◆ **Directions**:
Look through the records and copy each line with the string "VecDeque" in it.

Stored items
________________________________________

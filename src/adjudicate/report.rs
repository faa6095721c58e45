//! 比对报告与报告收集器

use std::fmt;
use std::io::Write;
use std::sync::{Arc, Mutex, PoisonError};

use super::read::Read;
use crate::align::{CigarOp, GraphMapping};
use crate::graph::{NodeKind, VariantGraph};
use crate::region::{Based, Region};
use crate::variant::{Allele, Variant};

/// 路径上一个节点的快照
#[derive(Debug, Clone)]
struct ReportNode {
    position: u32,
    kind: NodeKind,
    allele: Arc<Allele>,
}

/// 一条 read 的比对报告，提交后不可变，只用于事后输出
#[derive(Debug, Clone)]
pub struct AlignmentReport {
    read_id: String,
    sample: String,
    read_group: String,
    /// 实际参与比对的序列（可能是反向互补）
    aligned: Vec<u8>,
    flipped: bool,
    region: Region,
    mapping: Arc<GraphMapping>,
    nodes: Vec<ReportNode>,
    variants: Vec<Arc<Variant>>,
}

impl AlignmentReport {
    pub fn new(
        graph: &VariantGraph,
        read: &Read,
        aligned: &[u8],
        mapping: Arc<GraphMapping>,
        flipped: bool,
    ) -> Self {
        let nodes = mapping
            .path
            .iter()
            .map(|step| {
                let node = graph.node(step.node);
                ReportNode {
                    position: node.position(),
                    kind: node.kind(),
                    allele: Arc::clone(node.allele()),
                }
            })
            .collect();
        let variants = mapping
            .path
            .iter()
            .filter_map(|step| graph.variant_of(step.node))
            .map(Arc::clone)
            .collect();
        Self {
            read_id: read.id().to_string(),
            sample: read.sample().name().to_string(),
            read_group: read.sample().read_group().to_string(),
            aligned: aligned.to_vec(),
            flipped,
            region: graph.region().clone(),
            mapping,
            nodes,
            variants,
        }
    }

    pub fn read_id(&self) -> &str {
        &self.read_id
    }

    pub fn region(&self) -> &Region {
        &self.region
    }

    pub fn mapping(&self) -> &GraphMapping {
        &self.mapping
    }

    pub fn variants(&self) -> &[Arc<Variant>] {
        &self.variants
    }
}

/// 按 CIGAR 把节点序列和 read 逐列对齐，缺口以 `-` 表示
fn render_pair(
    node_seq: &[u8],
    mut t: usize,
    read: &[u8],
    mut q: usize,
    ops: &[(CigarOp, u32)],
) -> (String, String, usize) {
    let mut top = String::new();
    let mut bottom = String::new();
    let base = |s: &[u8], i: usize| s.get(i).map_or('?', |&b| b as char);
    for &(op, n) in ops {
        for _ in 0..n {
            match op {
                CigarOp::Match | CigarOp::Mismatch => {
                    top.push(base(node_seq, t));
                    let c = base(read, q);
                    bottom.push(if op == CigarOp::Mismatch {
                        c.to_ascii_lowercase()
                    } else {
                        c
                    });
                    t += 1;
                    q += 1;
                }
                CigarOp::Insertion => {
                    top.push('-');
                    bottom.push(base(read, q));
                    q += 1;
                }
                CigarOp::Deletion => {
                    top.push(base(node_seq, t));
                    bottom.push('-');
                    t += 1;
                }
            }
        }
    }
    (top, bottom, q)
}

impl fmt::Display for AlignmentReport {
    fn fmt(&self, f: &mut fmt::Formatter<'_>) -> fmt::Result {
        let m = &self.mapping;
        writeln!(
            f,
            "read {} sample {} rg {} region {} strand {} score {}{}",
            self.read_id,
            self.sample,
            self.read_group,
            self.region,
            if self.flipped { '-' } else { '+' },
            m.score,
            if m.ambiguous { " (ambiguous)" } else { "" }
        )?;
        let mut q = m.read_start;
        for (k, (step, node)) in m.path.iter().zip(&self.nodes).enumerate() {
            let offset = if k == 0 { m.start_offset } else { 0 };
            let kind = match node.kind {
                NodeKind::Reference => "ref",
                NodeKind::Alternate => "alt",
            };
            if step.cigar.is_empty() {
                writeln!(f, "  node {} @{} {} -", step.node, node.position, kind)?;
                continue;
            }
            writeln!(
                f,
                "  node {} @{} {} {}",
                step.node, node.position, kind, step.cigar
            )?;
            let seq = node.allele.sequence();
            let (top, bottom, next) = render_pair(seq, offset, &self.aligned, q, step.cigar.ops());
            q = next;
            writeln!(f, "    {}", top)?;
            writeln!(f, "    {}", bottom)?;
        }
        for v in &self.variants {
            let alts: Vec<String> = v
                .alternate_alleles()
                .iter()
                .map(|a| a.sequence_string())
                .collect();
            writeln!(
                f,
                "  variant {}:{} {} {}>{}",
                v.chrom(),
                v.position_in(Based::One),
                v.id(),
                v.reference_allele().sequence_string(),
                alts.join(",")
            )?;
        }
        Ok(())
    }
}

/// 线程安全地收集报告；所有比对结束后调用一次 [`ReportSink::drain`] 输出
#[derive(Debug, Default)]
pub struct ReportSink {
    reports: Mutex<Vec<AlignmentReport>>,
}

impl ReportSink {
    pub fn new() -> Self {
        Self::default()
    }

    pub fn submit(&self, report: AlignmentReport) {
        self.reports
            .lock()
            .unwrap_or_else(PoisonError::into_inner)
            .push(report);
    }

    pub fn len(&self) -> usize {
        self.reports
            .lock()
            .unwrap_or_else(PoisonError::into_inner)
            .len()
    }

    pub fn is_empty(&self) -> bool {
        self.len() == 0
    }

    /// 按提交顺序写出全部报告，返回写出的条数。消费 `self`，因此只能调用一次。
    pub fn drain<W: Write>(self, out: &mut W) -> std::io::Result<usize> {
        let reports = self
            .reports
            .into_inner()
            .unwrap_or_else(PoisonError::into_inner);
        for r in &reports {
            writeln!(out, "{}", r)?;
        }
        Ok(reports.len())
    }
}

#[cfg(test)]
mod tests {
    use super::*;
    use crate::adjudicate::read::Sample;
    use crate::align::{self, Cigar, ScoringParams};
    use crate::reference::InMemoryReference;
    use std::collections::VecDeque;

    fn graph() -> VariantGraph {
        let seq = b"ACGTACGGCATGCATTCAGGA";
        let mut reference = InMemoryReference::new();
        reference.insert("chr1", seq);
        let region = Region::new("chr1", 0, seq.len() as u32, Based::Zero).unwrap();
        let v = Variant::new("chr1", 10, Based::Zero, "T", vec![b"G".to_vec()]).with_id("rs1");
        let mut stream: VecDeque<Arc<Variant>> = vec![Arc::new(v)].into();
        VariantGraph::build(&reference, &mut stream, &region, ScoringParams::default()).unwrap()
    }

    fn report_for(g: &VariantGraph, id: &str, seq: &[u8]) -> AlignmentReport {
        let read = Read::new(id, seq.to_vec(), Arc::new(Sample::new("s1", "rg1")));
        let m = Arc::new(align::align(g, seq).unwrap());
        AlignmentReport::new(g, &read, seq, m, false)
    }

    #[test]
    fn report_renders_path_and_variants() {
        let g = graph();
        let r = report_for(&g, "r1", b"ACGTACGGCAGGCATTCAGGA");
        let text = r.to_string();
        let header = "read r1 sample s1 rg rg1 region chr1:1-21 strand + score 21";
        assert!(text.starts_with(header));
        assert!(text.contains("  node 1 @10 alt 1="));
        assert!(text.contains("  variant chr1:11 rs1 T>G"));
        assert_eq!(r.variants().len(), 1);
        assert_eq!(r.read_id(), "r1");
        assert_eq!(r.region().to_string(), "chr1:1-21");
        assert_eq!(r.mapping().score, 21);
    }

    #[test]
    fn mismatches_render_lowercase() {
        let cigar: Cigar = "1=1X2=1I".parse().unwrap();
        let (top, bottom, q) = render_pair(b"ACGT", 0, b"AGGTT", 0, cigar.ops());
        assert_eq!(top, "ACGT-");
        assert_eq!(bottom, "AgGTT");
        assert_eq!(q, 5);
        let cigar: Cigar = "1=1D1=".parse().unwrap();
        let (top, bottom, _) = render_pair(b"ACGT", 1, b"CT", 0, cigar.ops());
        assert_eq!(top, "CGT");
        assert_eq!(bottom, "C-T");
    }

    #[test]
    fn drain_preserves_submission_order() {
        let g = graph();
        let sink = ReportSink::new();
        for id in ["a", "b", "c"] {
            sink.submit(report_for(&g, id, b"ACGTACGGCATGCATTCAGGA"));
        }
        assert_eq!(sink.len(), 3);
        let mut out = Vec::new();
        assert_eq!(sink.drain(&mut out).unwrap(), 3);
        let text = String::from_utf8(out).unwrap();
        let order: Vec<&str> = text
            .lines()
            .filter(|l| l.starts_with("read "))
            .map(|l| &l[5..6])
            .collect();
        assert_eq!(order, vec!["a", "b", "c"]);
    }
}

________________________________________

◆ **Answer box**:
    use std::collections::VecDeque;
        let mut stream: VecDeque<Arc<Variant>> = vec![Arc::new(v)].into();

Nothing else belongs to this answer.